EXERCISE REQUIREMENTS: Your job is to set down the stretch of entries that opens with the line containing "fn from(_err: str::Utf8Error)" and closes with the line containing "pub type TiffResult<T>". Keep both end lines, copy each exactly, and add nothing.

STORED DATA:
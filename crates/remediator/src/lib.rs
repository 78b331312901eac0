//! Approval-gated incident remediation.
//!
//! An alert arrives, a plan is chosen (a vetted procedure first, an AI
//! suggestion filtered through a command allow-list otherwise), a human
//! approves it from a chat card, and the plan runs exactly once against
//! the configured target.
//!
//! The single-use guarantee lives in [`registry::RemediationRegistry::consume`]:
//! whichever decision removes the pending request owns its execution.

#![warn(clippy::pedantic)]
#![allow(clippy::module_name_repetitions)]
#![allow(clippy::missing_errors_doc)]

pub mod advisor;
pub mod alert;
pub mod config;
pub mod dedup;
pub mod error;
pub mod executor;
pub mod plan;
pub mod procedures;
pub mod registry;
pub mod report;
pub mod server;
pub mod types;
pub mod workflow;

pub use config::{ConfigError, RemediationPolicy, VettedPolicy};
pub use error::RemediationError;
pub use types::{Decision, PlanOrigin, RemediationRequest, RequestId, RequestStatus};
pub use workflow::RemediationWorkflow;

--

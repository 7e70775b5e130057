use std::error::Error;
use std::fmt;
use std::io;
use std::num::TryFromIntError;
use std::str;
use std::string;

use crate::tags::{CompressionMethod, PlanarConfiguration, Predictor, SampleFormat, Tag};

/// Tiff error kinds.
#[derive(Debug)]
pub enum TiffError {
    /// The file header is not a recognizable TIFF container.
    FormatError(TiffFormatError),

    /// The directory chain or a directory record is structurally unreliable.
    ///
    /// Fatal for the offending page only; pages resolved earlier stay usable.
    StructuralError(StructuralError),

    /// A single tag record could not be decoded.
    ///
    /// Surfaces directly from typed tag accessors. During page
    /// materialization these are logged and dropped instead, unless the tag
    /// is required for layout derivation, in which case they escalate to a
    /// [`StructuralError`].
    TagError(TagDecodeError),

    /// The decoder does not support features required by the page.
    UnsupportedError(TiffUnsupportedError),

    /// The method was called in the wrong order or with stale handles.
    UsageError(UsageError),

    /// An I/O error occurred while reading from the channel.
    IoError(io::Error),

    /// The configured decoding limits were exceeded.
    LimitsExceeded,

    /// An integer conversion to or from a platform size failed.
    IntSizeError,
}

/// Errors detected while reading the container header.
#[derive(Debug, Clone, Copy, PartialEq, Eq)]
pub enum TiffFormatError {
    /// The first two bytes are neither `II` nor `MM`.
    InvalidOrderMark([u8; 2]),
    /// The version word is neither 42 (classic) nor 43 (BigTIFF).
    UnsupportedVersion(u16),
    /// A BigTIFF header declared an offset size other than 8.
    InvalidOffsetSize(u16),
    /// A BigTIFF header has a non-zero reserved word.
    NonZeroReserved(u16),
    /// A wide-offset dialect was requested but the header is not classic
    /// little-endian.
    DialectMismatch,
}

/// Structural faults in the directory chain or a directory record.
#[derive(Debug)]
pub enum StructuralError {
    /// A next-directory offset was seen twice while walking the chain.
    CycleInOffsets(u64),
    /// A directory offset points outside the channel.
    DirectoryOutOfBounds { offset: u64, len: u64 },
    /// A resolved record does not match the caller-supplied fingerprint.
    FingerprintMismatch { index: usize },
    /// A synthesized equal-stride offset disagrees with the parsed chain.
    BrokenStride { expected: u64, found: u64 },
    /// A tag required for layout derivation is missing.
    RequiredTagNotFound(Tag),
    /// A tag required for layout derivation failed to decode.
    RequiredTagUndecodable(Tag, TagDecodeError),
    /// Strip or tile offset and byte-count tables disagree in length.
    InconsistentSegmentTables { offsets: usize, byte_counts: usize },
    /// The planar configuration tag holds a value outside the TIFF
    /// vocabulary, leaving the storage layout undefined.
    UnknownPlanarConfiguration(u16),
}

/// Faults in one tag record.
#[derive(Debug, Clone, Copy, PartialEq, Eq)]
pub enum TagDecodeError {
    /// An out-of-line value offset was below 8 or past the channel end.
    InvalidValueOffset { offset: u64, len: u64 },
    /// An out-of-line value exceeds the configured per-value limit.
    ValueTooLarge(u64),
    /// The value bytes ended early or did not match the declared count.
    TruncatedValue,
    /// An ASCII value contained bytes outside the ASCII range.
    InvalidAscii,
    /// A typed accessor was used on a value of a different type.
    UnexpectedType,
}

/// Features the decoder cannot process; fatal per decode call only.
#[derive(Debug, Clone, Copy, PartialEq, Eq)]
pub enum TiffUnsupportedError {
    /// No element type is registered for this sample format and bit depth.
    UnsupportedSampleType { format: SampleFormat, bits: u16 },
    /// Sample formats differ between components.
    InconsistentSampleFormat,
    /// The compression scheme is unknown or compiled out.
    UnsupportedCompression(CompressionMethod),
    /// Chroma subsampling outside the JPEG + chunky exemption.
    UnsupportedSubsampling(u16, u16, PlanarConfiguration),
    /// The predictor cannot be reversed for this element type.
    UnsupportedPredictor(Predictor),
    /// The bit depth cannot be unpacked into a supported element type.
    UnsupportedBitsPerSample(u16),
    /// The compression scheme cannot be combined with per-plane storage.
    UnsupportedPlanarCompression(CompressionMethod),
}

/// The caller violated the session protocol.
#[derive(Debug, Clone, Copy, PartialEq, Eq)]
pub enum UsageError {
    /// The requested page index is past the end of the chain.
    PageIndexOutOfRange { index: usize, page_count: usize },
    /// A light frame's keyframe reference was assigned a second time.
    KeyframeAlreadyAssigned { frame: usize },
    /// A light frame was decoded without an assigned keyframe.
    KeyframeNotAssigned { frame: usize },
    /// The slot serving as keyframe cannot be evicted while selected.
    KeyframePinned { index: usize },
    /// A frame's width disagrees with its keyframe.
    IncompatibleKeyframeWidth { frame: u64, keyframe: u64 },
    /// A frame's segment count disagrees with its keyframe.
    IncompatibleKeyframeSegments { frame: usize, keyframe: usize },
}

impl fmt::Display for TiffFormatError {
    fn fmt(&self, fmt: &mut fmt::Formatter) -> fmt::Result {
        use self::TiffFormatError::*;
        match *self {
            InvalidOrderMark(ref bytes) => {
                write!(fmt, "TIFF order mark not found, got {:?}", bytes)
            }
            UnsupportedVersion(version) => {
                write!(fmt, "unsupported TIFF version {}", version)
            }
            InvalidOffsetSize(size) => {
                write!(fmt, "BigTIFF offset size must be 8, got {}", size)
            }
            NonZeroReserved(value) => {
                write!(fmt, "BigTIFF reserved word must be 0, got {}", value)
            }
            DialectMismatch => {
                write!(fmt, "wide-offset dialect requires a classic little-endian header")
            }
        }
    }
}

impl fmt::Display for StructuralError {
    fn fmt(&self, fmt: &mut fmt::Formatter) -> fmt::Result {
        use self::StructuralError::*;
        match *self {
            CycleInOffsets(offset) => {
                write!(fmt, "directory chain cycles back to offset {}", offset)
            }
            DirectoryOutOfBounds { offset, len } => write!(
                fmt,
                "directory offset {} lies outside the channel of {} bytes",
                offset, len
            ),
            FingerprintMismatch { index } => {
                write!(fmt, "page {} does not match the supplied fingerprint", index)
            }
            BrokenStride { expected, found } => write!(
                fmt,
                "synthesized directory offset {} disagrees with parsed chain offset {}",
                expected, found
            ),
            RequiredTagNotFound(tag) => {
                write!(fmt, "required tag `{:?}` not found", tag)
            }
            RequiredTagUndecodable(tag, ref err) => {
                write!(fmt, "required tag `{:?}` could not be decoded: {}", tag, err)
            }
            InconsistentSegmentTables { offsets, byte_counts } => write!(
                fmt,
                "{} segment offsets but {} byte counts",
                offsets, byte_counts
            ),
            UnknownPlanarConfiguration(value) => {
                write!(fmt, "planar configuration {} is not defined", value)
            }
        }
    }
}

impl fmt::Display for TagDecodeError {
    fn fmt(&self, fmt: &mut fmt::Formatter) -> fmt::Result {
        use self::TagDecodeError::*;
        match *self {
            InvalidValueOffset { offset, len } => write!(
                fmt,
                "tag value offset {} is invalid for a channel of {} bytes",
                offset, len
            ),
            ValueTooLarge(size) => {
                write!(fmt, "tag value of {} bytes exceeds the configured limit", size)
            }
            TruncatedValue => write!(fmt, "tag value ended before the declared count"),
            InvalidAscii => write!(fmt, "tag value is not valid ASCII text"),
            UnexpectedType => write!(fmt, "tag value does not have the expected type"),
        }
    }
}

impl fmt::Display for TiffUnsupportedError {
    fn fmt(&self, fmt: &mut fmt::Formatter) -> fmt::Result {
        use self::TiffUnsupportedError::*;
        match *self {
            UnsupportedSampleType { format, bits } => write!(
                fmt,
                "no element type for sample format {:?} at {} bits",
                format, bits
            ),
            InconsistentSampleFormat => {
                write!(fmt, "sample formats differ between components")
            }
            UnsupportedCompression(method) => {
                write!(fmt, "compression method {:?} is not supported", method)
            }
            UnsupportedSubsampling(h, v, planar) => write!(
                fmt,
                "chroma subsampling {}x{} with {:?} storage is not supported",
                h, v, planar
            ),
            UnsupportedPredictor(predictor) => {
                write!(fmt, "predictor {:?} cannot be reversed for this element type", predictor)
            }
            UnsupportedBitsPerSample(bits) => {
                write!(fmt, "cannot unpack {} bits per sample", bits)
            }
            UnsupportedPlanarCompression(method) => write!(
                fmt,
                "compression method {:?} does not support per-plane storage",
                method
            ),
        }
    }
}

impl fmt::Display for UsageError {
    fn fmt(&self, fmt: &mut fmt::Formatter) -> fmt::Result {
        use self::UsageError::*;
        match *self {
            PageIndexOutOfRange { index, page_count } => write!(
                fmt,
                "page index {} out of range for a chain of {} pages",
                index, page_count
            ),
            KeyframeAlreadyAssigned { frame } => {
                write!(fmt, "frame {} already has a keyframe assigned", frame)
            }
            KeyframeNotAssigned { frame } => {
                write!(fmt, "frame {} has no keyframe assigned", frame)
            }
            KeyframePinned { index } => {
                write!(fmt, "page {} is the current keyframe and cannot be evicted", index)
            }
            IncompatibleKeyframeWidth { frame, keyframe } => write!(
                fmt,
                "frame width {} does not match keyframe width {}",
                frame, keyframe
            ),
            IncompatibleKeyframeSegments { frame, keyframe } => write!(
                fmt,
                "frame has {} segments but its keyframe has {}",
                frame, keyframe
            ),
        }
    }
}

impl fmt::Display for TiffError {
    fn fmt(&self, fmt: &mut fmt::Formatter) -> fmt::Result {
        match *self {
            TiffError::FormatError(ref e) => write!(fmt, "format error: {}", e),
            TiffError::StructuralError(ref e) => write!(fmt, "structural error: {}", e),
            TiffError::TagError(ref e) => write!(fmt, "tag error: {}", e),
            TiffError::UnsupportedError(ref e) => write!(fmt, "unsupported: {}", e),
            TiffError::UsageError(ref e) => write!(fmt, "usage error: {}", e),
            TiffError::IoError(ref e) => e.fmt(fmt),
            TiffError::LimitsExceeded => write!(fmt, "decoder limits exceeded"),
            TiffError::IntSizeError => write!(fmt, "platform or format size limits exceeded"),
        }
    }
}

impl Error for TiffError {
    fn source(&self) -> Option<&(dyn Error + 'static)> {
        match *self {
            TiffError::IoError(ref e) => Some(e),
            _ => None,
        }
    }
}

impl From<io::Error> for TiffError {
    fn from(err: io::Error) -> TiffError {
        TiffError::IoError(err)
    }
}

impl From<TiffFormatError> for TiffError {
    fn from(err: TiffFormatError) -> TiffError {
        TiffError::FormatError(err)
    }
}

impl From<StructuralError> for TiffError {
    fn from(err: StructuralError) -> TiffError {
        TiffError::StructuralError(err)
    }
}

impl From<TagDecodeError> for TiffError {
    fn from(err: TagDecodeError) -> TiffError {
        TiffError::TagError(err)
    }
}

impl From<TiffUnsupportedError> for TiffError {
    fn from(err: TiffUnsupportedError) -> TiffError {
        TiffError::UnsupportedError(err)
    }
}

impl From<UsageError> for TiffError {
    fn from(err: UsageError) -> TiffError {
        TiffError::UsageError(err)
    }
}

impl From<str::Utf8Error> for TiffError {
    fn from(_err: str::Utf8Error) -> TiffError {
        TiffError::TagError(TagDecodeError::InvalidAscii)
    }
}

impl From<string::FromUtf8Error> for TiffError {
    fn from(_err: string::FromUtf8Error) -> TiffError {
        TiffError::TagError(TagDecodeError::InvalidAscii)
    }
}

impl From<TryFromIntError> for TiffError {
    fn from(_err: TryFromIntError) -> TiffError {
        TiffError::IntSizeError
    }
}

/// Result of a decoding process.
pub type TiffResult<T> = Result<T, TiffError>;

SOLUTION FOR THIS EXERCISE:
    fn from(_err: str::Utf8Error) -> TiffError {
        TiffError::TagError(TagDecodeError::InvalidAscii)
    }
}

impl From<string::FromUtf8Error> for TiffError {
    fn from(_err: string::FromUtf8Error) -> TiffError {
        TiffError::TagError(TagDecodeError::InvalidAscii)
    }
}

impl From<TryFromIntError> for TiffError {
    fn from(_err: TryFromIntError) -> TiffError {
        TiffError::IntSizeError
    }
}

/// Result of a decoding process.
pub type TiffResult<T> = Result<T, TiffError>;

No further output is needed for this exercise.